Exposed: London’s eugenics conference and its neo-Nazi links
- Professor James Thompson, who allegedly “doesn’t understand genetics.” Evidence. Another professor said so. Maybe it’s true and maybe it isn’t!
- “a self-taught geneticist who argues in favour of child rape,” Which would be Emil Kirkegaard, and what he wrote six years ago and did not promote or repeat, even if he did do what was stated, and … this has zero to do with “neo-Nazi” or hereditarianism, it’s simply mud to toss.
- multiple white supremacists, not named. Out of how many? and a conference and its organizers is to be judge by those who are interested and attend? Invited speakers, yes, but sometimes anyone is allowed to present a paper, generally based on an abstract presented. A conference will not do deep research to rule out some “neo-Nazi link.” They may not look at presenter qualifications at all, it depends.
- ex-board member of the Office for Students Toby Young.
- Richard Lynn (Wikipedia article). A link is given to a web site about Lynn: https://www.splcenter.org/fighting-hate/extremist-files/individual/richard-lynn That is the Southern Poverty Law Center, which is highly political. In 2016, Lynn spoke on “Sex differences in intelligence.” If Lynn is smart, he would be talking about how much smarter than men, women are. Seriously, I have two immediate reactions: comparing intelligence between woman and men is extremely difficult, what one can do is to compare measures only. and there are hosts of stereotypes to deal with. Men have trouble understanding cooking and taking care of babies, right? And especially men have trouble understanding women, famously. Does Lynn give a decent speech, raising questions worth considering, or was this uninterrupted racist or sexist propaganda? To know, one would probably have to be there! This hit piece is simply hitting on stereotypes about racism and sexism, knee-jerk expectations. The Wikipedia article provides much more balance. I’d be amazed at a Conference on Intelligence that did not include Lynn. Yes, his views might be highly controversial, and he might take positions on social issues that I might find offensive, but the man does have academic qualifications. I’m starting to smell academic censorship, rejection of research because it offends political correctness (which is more or less what Kirkegaard has been claiming). The existence of that kind of bias does not mean that the research is sound, but a free academy will not be reasoning from consequences. Data is data. Intepretation of data is distinct from that, and interpretation is often quite biased.
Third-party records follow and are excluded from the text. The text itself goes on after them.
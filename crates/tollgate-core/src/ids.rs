//! Core identifier types for tollgate.
//!
//! Both identifiers are UUIDs. They serialize as their hyphenated string form
//! so they can travel inside JWT claims and JSON bodies unchanged.

use std::fmt;
use std::str::FromStr;

use serde::{Deserialize, Serialize};
use uuid::Uuid;

/// Errors that can occur when parsing identifiers.
#[derive(Debug, Clone, PartialEq, Eq, thiserror::Error)]
pub enum IdError {
    /// The input is not a valid UUID.
    #[error("invalid UUID format")]
    InvalidUuid,
}

macro_rules! uuid_id {
    ($(#[$meta:meta])* $name:ident) => {
        $(#[$meta])*
        #[derive(Clone, Copy, PartialEq, Eq, Hash, Serialize, Deserialize)]
        #[serde(try_from = "String", into = "String")]
        pub struct $name(Uuid);

        impl $name {
            #[doc = concat!("Wrap an existing UUID as a `", stringify!($name), "`.")]
            #[must_use]
            pub const fn from_uuid(uuid: Uuid) -> Self {
                Self(uuid)
            }

            /// Rebuild from the raw 16 bytes.
            #[must_use]
            pub const fn from_bytes(bytes: [u8; 16]) -> Self {
                Self(Uuid::from_bytes(bytes))
            }

            /// Random v4 identifier.
            #[must_use]
            pub fn generate() -> Self {
                Self(Uuid::new_v4())
            }

            /// The wrapped UUID.
            #[must_use]
            pub const fn as_uuid(&self) -> &Uuid {
                &self.0
            }

            /// The raw 16 bytes, as used in storage keys.
            #[must_use]
            pub const fn as_bytes(&self) -> &[u8; 16] {
                self.0.as_bytes()
            }
        }

        impl FromStr for $name {
            type Err = IdError;

            fn from_str(s: &str) -> Result<Self, Self::Err> {
                Uuid::parse_str(s).map(Self).map_err(|_| IdError::InvalidUuid)
            }
        }

        impl fmt::Debug for $name {
            fn fmt(&self, f: &mut fmt::Formatter<'_>) -> fmt::Result {
                write!(f, concat!(stringify!($name), "({})"), self.0)
            }
        }

        impl fmt::Display for $name {
            fn fmt(&self, f: &mut fmt::Formatter<'_>) -> fmt::Result {
                fmt::Display::fmt(&self.0.hyphenated(), f)
            }
        }

        impl TryFrom<String> for $name {
            type Error = IdError;

            fn try_from(value: String) -> Result<Self, Self::Error> {
                value.parse()
            }
        }

        impl From<$name> for String {
            fn from(id: $name) -> Self {
                id.to_string()
            }
        }

        impl AsRef<[u8]> for $name {
            fn as_ref(&self) -> &[u8] {
                self.as_bytes()
            }
        }
    };
}

uuid_id! {
    /// A user identifier (UUID v4).
    ///
    /// Assigned once at registration and embedded as the `sub` claim of every
    /// token issued to the user.
    UserId
}

uuid_id! {
    /// Unique identifier of a single issued token (the `jti` claim).
    ///
    /// Revocation is keyed by this value.
    TokenId
}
According to the Wikipedia article on Lynn, he sits on the board of the journal Intelligence, published by Elsevier. He is also 87 years old. Someone is surprised that he attends and speaks at a conference on intelligence?
- four of the six members of the UISR’s Academic Advisory Council. The Ulster Institute for Social Research, on the face, is an academic institution. The members are titled “professors,” Edward Miller, Helmuth Nyborg, Donald Templer, Andrei Grigoriev, James Thompson, Gerhard Meisenberg. James Thompson, of course, was the Conference sponsor at UCL, so he’s been mentioned twice. I will list these separately:
- Edward M. Miller, “is an American economist. He is a professor whose writings on race and intelligence have sparked debates on academic freedom. Indeed, and it is still happening. Academic freedom must include the right to be wrong. When ideas must be “correct” in order to be considered and discussed, we have a new orthodoxy that can and will crush real progress. Miller is my age, a born about four months after me.
- Helmuth Nyborg is a Danish psychologist and author. He is former professor of developmental psychology at Aarhus University, Denmark and Olympic canoeist. His main research topic is the connection between hormones and intelligence. Among other things, he has worked on increasing the intelligence of girls with Turner’s syndrome by giving them estrogen. His research was censured for political reasons by the administration of Aarhus University in 2007, forcing his retirement. He was later cleared by the governmental Danish Committees on Scientific Dishonesty (DCSD). From my point of view, with any particular measure of intelligence, there may be differences between populations (i.e., “races” or ethnic groups) and between genders. The implications for policies are quite unclear, because there are other issues, and individual difference may be (I’ll simply say are) far larger than the population differences. Nyborg is 81.
- Donald Templer died in 2016. He was 68 years old and was also quite controversial. Racists will believe in racialism and hereditarianism, and will show interest in these topics, but that does not make them “racist.” As well, political views can become highly biased, but if a researcher does good science, the bias can be separated from it; it will show up in how data is interpreted. If a researcher actually falsifies data, they would be rejected by all scientists. It’s rare.
- Andrei Gigoriev: co-authored with Richard Lynn A_study_of_the_intelligence_of_Kazakhs_Russians_and_Uzbeks_in_Kazakhstan, published in Intelligence (2014)
Reading the paper, the immediate question I looked to find is how “intelligence” was measured. I find the research itself interesting, but quite inadequately explored. The paper talks about “intelligence” and does actually consider measures of intelligence, and … this is a general problem with “intelligence”: The test was a test designed in Great Britain and was administered in Russian, so higher performance for Russians could simply be related to familiarity with that language. Could there be a racialist or cultural bias here? Yes, my opinion. However, part of a solution would be to repeat the study with a similar test in Uzbek. The paper also suggests another problem: cultural emphasis on certain kinds of thinking and de-emphasis on other kinds. That is, the definition of “intelligence” may incorporate cultural bias. And the paper then goes into what I would call “racist or racialist speculation.” I would fault the reviewers at Intelligence for not insisting on skeptical analysis (i.e., the authors could have suggested further research to clear up ambiguities, but they did not.) (I could rip this paper to shreds, my opinion, but … academic freedom can handle this, and should.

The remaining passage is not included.